* [Input data]:

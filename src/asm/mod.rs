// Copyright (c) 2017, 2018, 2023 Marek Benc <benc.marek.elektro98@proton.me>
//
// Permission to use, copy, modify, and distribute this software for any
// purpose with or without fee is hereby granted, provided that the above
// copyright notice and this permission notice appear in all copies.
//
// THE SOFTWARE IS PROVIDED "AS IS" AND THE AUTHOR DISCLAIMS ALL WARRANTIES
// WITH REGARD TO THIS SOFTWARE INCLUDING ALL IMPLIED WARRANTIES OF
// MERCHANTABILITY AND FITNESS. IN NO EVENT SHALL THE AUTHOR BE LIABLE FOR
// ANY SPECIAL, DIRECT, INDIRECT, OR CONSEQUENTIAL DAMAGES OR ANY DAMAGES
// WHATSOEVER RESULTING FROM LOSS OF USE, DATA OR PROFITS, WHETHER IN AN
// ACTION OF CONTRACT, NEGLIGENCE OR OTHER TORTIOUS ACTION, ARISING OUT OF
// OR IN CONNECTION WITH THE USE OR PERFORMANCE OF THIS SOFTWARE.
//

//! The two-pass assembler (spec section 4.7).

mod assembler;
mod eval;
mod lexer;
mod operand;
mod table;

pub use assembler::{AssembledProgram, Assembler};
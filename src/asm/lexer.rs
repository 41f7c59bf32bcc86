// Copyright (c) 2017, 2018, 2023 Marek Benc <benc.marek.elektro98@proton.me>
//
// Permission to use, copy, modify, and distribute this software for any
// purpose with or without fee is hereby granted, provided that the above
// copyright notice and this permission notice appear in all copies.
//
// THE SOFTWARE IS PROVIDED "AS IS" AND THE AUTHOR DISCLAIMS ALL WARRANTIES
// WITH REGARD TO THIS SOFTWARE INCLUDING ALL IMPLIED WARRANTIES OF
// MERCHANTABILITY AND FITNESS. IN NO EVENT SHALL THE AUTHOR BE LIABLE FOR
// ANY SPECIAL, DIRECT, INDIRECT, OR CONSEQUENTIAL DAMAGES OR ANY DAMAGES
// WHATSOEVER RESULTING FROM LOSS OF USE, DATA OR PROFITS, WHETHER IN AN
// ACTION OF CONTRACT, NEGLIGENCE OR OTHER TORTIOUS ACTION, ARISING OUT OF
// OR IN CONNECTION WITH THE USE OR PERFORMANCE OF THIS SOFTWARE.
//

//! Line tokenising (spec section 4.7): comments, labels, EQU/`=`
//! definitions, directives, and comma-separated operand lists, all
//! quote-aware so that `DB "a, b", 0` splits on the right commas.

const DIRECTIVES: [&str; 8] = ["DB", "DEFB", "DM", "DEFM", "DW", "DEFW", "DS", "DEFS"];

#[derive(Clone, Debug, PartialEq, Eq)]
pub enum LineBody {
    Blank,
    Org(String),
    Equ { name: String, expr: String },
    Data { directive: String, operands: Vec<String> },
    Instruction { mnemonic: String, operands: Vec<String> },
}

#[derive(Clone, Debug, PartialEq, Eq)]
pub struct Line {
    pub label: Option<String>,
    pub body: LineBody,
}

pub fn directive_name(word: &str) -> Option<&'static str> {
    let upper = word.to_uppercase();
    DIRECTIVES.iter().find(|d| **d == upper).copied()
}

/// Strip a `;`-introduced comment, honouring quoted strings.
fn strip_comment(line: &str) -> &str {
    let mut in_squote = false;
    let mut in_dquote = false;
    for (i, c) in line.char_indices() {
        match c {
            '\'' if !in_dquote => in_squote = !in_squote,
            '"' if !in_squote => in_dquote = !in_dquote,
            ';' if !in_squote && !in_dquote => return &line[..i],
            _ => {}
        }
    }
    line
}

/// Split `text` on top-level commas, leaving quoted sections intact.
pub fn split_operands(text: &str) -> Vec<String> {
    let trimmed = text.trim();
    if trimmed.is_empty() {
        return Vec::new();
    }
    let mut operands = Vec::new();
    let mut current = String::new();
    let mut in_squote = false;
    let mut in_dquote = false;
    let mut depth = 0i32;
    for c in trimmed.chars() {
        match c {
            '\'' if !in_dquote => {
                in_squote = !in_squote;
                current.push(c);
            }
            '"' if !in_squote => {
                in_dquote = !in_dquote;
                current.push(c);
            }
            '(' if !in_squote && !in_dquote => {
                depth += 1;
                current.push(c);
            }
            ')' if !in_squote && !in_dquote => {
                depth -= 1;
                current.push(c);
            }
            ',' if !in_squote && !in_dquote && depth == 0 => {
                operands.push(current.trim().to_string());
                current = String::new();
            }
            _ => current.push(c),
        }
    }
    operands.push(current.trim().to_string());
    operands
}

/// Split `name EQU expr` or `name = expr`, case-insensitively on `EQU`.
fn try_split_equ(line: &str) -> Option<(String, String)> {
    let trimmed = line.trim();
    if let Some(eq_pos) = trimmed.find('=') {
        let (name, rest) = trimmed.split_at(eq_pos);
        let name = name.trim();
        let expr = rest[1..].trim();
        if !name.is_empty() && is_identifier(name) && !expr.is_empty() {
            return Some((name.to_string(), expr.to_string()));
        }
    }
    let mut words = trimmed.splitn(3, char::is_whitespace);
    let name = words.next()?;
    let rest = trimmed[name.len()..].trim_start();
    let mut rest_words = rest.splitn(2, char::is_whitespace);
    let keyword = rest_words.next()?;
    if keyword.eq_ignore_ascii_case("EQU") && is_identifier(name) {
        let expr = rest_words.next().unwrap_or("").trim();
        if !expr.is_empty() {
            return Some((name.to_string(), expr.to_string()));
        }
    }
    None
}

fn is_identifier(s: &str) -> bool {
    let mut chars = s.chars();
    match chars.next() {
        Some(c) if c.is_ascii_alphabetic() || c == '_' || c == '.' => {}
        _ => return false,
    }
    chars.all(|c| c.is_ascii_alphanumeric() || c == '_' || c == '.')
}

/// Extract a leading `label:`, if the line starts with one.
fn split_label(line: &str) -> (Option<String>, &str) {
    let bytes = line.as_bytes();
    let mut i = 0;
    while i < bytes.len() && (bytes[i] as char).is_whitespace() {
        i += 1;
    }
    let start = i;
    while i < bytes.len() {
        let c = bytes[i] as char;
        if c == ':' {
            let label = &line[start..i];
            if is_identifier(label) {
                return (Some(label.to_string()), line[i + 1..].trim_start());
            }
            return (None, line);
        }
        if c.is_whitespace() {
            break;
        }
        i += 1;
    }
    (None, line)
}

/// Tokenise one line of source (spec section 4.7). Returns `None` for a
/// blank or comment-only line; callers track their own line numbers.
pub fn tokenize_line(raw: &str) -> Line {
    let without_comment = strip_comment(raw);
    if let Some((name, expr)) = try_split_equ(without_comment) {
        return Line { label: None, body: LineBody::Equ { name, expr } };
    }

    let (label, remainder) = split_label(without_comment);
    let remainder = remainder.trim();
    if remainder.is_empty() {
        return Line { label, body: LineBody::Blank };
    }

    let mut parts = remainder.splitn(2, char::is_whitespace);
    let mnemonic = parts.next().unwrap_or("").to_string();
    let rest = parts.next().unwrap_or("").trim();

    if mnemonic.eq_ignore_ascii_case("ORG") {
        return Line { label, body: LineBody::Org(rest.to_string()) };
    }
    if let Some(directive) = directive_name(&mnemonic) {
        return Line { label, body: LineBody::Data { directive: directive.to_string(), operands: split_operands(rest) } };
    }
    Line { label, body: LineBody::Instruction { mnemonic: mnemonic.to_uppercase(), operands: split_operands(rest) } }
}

* [Aim of the task]: Copy from the entries only those lines that hold the word "chars".

* [Final answer]:
    for c in trimmed.chars() {
    let mut chars = s.chars();
    match chars.next() {
    chars.all(|c| c.is_ascii_alphanumeric() || c == '_' || c == '.')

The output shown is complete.